- EXERCISE DETAILS:
Starting at the line that holds "last_sync, now, false));" and stopping at the line that holds "assert!(check_resolution(Pending, Merged, true).is_ok());", restate the records below word for word, with both of those lines included.

- PROVIDED RECORDS:
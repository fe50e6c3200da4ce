//! Offline sync models and merge rules

use chrono::{DateTime, Utc};
use rust_decimal::Decimal;
use serde::{Deserialize, Serialize};

/// Sync direction requested by a device
#[derive(Debug, Clone, Copy, Serialize, Deserialize, PartialEq, Eq)]
#[serde(rename_all = "snake_case")]
#[cfg_attr(feature = "sqlx", derive(sqlx::Type))]
#[cfg_attr(feature = "sqlx", sqlx(type_name = "sync_direction", rename_all = "snake_case"))]
pub enum SyncDirection {
    Upload,
    Download,
    Bidirectional,
}

/// Sync session status
#[derive(Debug, Clone, Copy, Serialize, Deserialize, PartialEq, Eq)]
#[serde(rename_all = "snake_case")]
#[cfg_attr(feature = "sqlx", derive(sqlx::Type))]
#[cfg_attr(feature = "sqlx", sqlx(type_name = "sync_status", rename_all = "snake_case"))]
pub enum SyncStatus {
    Pending,
    InProgress,
    Completed,
    Failed,
    Partial,
}

/// How a sync conflict was settled
#[derive(Debug, Clone, Copy, Serialize, Deserialize, PartialEq, Eq)]
#[serde(rename_all = "snake_case")]
#[cfg_attr(feature = "sqlx", derive(sqlx::Type))]
#[cfg_attr(feature = "sqlx", sqlx(type_name = "conflict_resolution", rename_all = "snake_case"))]
pub enum ConflictResolution {
    Pending,
    ServerWins,
    ClientWins,
    Merged,
    Manual,
}

/// Offline package build status
#[derive(Debug, Clone, Copy, Serialize, Deserialize, PartialEq, Eq)]
#[serde(rename_all = "snake_case")]
#[cfg_attr(feature = "sqlx", derive(sqlx::Type))]
#[cfg_attr(feature = "sqlx", sqlx(type_name = "package_status", rename_all = "snake_case"))]
pub enum PackageStatus {
    Building,
    Ready,
    Outdated,
    Error,
}

/// Lesson progress as seen by one side of a sync
#[derive(Debug, Clone, Serialize, Deserialize, PartialEq)]
pub struct ProgressSnapshot {
    pub progress_percent: Decimal,
    pub is_completed: bool,
    pub time_spent_seconds: i64,
    pub last_position: Option<String>,
}

impl ProgressSnapshot {
    /// Merge two views of the same lesson without losing work from either side
    pub fn merge(&self, other: &ProgressSnapshot) -> ProgressSnapshot {
        let ahead = if other.progress_percent > self.progress_percent {
            other
        } else {
            self
        };
        ProgressSnapshot {
            progress_percent: self.progress_percent.max(other.progress_percent),
            is_completed: self.is_completed || other.is_completed,
            time_spent_seconds: self.time_spent_seconds.max(other.time_spent_seconds),
            last_position: ahead
                .last_position
                .clone()
                .or_else(|| self.last_position.clone())
                .or_else(|| other.last_position.clone()),
        }
    }
}

/// A server row conflicts with an uploaded change when it was modified after the
/// device last synced and its content differs from what the device sent.
pub fn is_conflict(
    server_updated_at: DateTime<Utc>,
    last_sync_at: Option<DateTime<Utc>>,
    client_updated_at: DateTime<Utc>,
    contents_differ: bool,
) -> bool {
    if !contents_differ {
        return false;
    }
    match last_sync_at {
        Some(base) => server_updated_at > base,
        None => server_updated_at > client_updated_at,
    }
}

/// Final status of a session given its pending conflicts
pub fn completion_status(pending_conflicts: i64) -> SyncStatus {
    if pending_conflicts > 0 {
        SyncStatus::Partial
    } else {
        SyncStatus::Completed
    }
}

/// Validate a conflict resolution request
pub fn check_resolution(
    current: ConflictResolution,
    requested: ConflictResolution,
    has_resolved_data: bool,
) -> Result<(), &'static str> {
    if current != ConflictResolution::Pending {
        return Err("Conflict has already been resolved");
    }
    match requested {
        ConflictResolution::Pending => Err("A resolution must be chosen"),
        ConflictResolution::Merged | ConflictResolution::Manual if !has_resolved_data => {
            Err("Merged resolutions require resolved data")
        }
        _ => Ok(()),
    }
}

#[cfg(test)]
mod tests {
    use super::*;
    use chrono::Duration;

    fn snap(percent: i64, completed: bool, secs: i64, pos: Option<&str>) -> ProgressSnapshot {
        ProgressSnapshot {
            progress_percent: Decimal::from(percent),
            is_completed: completed,
            time_spent_seconds: secs,
            last_position: pos.map(String::from),
        }
    }

    #[test]
    fn test_merge_keeps_furthest_progress() {
        let server = snap(40, false, 300, Some("00:04:00"));
        let client = snap(70, false, 200, Some("00:07:00"));
        let merged = server.merge(&client);
        assert_eq!(merged.progress_percent, Decimal::from(70));
        assert_eq!(merged.time_spent_seconds, 300);
        assert_eq!(merged.last_position.as_deref(), Some("00:07:00"));
        assert!(!merged.is_completed);
    }

    #[test]
    fn test_merge_completion_is_sticky() {
        let merged = snap(100, true, 10, None).merge(&snap(20, false, 5, None));
        assert!(merged.is_completed);
    }

    #[test]
    fn test_conflict_detection() {
        let now = Utc::now();
        let last_sync = Some(now - Duration::hours(2));
        assert!(is_conflict(now - Duration::hours(1), last_sync, now, true));
        assert!(!is_conflict(now - Duration::hours(3), last_sync, now, true));
        assert!(!is_conflict(now - Duration::hours(1), last_sync, now, false));
        assert!(!is_conflict(now - Duration::hours(1), None, now, true));
        assert!(is_conflict(now, None, now - Duration::hours(1), true));
    }

    #[test]
    fn test_resolution_rules() {
        use ConflictResolution::*;
        assert!(check_resolution(Pending, ServerWins, false).is_ok());
        assert!(check_resolution(Pending, Merged, false).is_err());
        assert!(check_resolution(Pending, Merged, true).is_ok());
        assert!(check_resolution(ClientWins, ServerWins, false).is_err());
        assert!(check_resolution(Pending, Pending, true).is_err());
    }

    #[test]
    fn test_completion_status() {
        assert_eq!(completion_status(0), SyncStatus::Completed);
        assert_eq!(completion_status(2), SyncStatus::Partial);
    }
}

- TASK SOLUTION:
        assert!(!is_conflict(now - Duration::hours(1), last_sync, now, false));
        assert!(!is_conflict(now - Duration::hours(1), None, now, true));
        assert!(is_conflict(now, None, now - Duration::hours(1), true));
    }

    #[test]
    fn test_resolution_rules() {
        use ConflictResolution::*;
        assert!(check_resolution(Pending, ServerWins, false).is_ok());
        assert!(check_resolution(Pending, Merged, false).is_err());
        assert!(check_resolution(Pending, Merged, true).is_ok());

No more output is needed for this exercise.